Stored data entries:

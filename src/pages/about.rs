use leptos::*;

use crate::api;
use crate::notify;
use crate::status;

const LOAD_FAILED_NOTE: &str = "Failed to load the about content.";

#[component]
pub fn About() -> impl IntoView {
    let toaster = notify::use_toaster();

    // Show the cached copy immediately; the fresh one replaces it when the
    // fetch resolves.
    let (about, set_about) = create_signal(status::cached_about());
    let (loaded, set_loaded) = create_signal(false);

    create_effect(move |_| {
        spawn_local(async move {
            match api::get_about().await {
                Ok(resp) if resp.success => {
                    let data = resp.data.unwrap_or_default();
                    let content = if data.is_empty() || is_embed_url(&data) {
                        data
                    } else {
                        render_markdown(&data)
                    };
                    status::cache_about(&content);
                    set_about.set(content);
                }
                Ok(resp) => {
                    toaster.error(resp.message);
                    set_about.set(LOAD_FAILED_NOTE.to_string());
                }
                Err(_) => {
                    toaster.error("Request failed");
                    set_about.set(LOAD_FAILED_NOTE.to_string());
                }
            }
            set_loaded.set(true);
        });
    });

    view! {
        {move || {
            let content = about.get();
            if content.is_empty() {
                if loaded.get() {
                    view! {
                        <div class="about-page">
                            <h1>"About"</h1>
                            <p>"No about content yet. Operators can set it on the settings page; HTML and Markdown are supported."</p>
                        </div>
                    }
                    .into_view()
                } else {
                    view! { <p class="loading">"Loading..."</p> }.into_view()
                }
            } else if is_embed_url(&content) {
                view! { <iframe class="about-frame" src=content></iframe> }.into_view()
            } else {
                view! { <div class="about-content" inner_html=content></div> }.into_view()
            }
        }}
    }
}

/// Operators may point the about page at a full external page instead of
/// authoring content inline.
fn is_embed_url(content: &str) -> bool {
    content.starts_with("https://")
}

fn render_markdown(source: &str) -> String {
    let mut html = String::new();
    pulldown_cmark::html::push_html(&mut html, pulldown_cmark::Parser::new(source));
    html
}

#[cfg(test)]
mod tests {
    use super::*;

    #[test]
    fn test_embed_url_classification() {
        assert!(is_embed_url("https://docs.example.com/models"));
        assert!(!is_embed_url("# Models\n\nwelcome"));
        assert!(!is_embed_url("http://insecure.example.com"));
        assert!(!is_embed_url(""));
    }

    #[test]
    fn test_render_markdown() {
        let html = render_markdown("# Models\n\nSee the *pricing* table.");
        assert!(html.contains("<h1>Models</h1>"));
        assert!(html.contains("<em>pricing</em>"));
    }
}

# [Exercise details]
Reproduce the entries exactly, dropping nothing.

# [Response box]
filename src/pages/about.rs
use leptos::*;

use crate::api;
use crate::notify;
use crate::status;

const LOAD_FAILED_NOTE: &str = "Failed to load the about content.";

#[component]
pub fn About() -> impl IntoView {
    let toaster = notify::use_toaster();

    // Show the cached copy immediately; the fresh one replaces it when the
    // fetch resolves.
    let (about, set_about) = create_signal(status::cached_about());
    let (loaded, set_loaded) = create_signal(false);

    create_effect(move |_| {
        spawn_local(async move {
            match api::get_about().await {
                Ok(resp) if resp.success => {
                    let data = resp.data.unwrap_or_default();
                    let content = if data.is_empty() || is_embed_url(&data) {
                        data
                    } else {
                        render_markdown(&data)
                    };
                    status::cache_about(&content);
                    set_about.set(content);
                }
                Ok(resp) => {
                    toaster.error(resp.message);
                    set_about.set(LOAD_FAILED_NOTE.to_string());
                }
                Err(_) => {
                    toaster.error("Request failed");
                    set_about.set(LOAD_FAILED_NOTE.to_string());
                }
            }
            set_loaded.set(true);
        });
    });

    view! {
        {move || {
            let content = about.get();
            if content.is_empty() {
                if loaded.get() {
                    view! {
                        <div class="about-page">
                            <h1>"About"</h1>
                            <p>"No about content yet. Operators can set it on the settings page; HTML and Markdown are supported."</p>
                        </div>
                    }
                    .into_view()
                } else {
                    view! { <p class="loading">"Loading..."</p> }.into_view()
                }
            } else if is_embed_url(&content) {
                view! { <iframe class="about-frame" src=content></iframe> }.into_view()
            } else {
                view! { <div class="about-content" inner_html=content></div> }.into_view()
            }
        }}
    }
}

/// Operators may point the about page at a full external page instead of
/// authoring content inline.
fn is_embed_url(content: &str) -> bool {
    content.starts_with("https://")
}

fn render_markdown(source: &str) -> String {
    let mut html = String::new();
    pulldown_cmark::html::push_html(&mut html, pulldown_cmark::Parser::new(source));
    html
}

#[cfg(test)]
mod tests {
    use super::*;

    #[test]
    fn test_embed_url_classification() {
        assert!(is_embed_url("https://docs.example.com/models"));
        assert!(!is_embed_url("# Models\n\nwelcome"));
        assert!(!is_embed_url("http://insecure.example.com"));
        assert!(!is_embed_url(""));
    }

    #[test]
    fn test_render_markdown() {
        let html = render_markdown("# Models\n\nSee the *pricing* table.");
        assert!(html.contains("<h1>Models</h1>"));
        assert!(html.contains("<em>pricing</em>"));
    }
}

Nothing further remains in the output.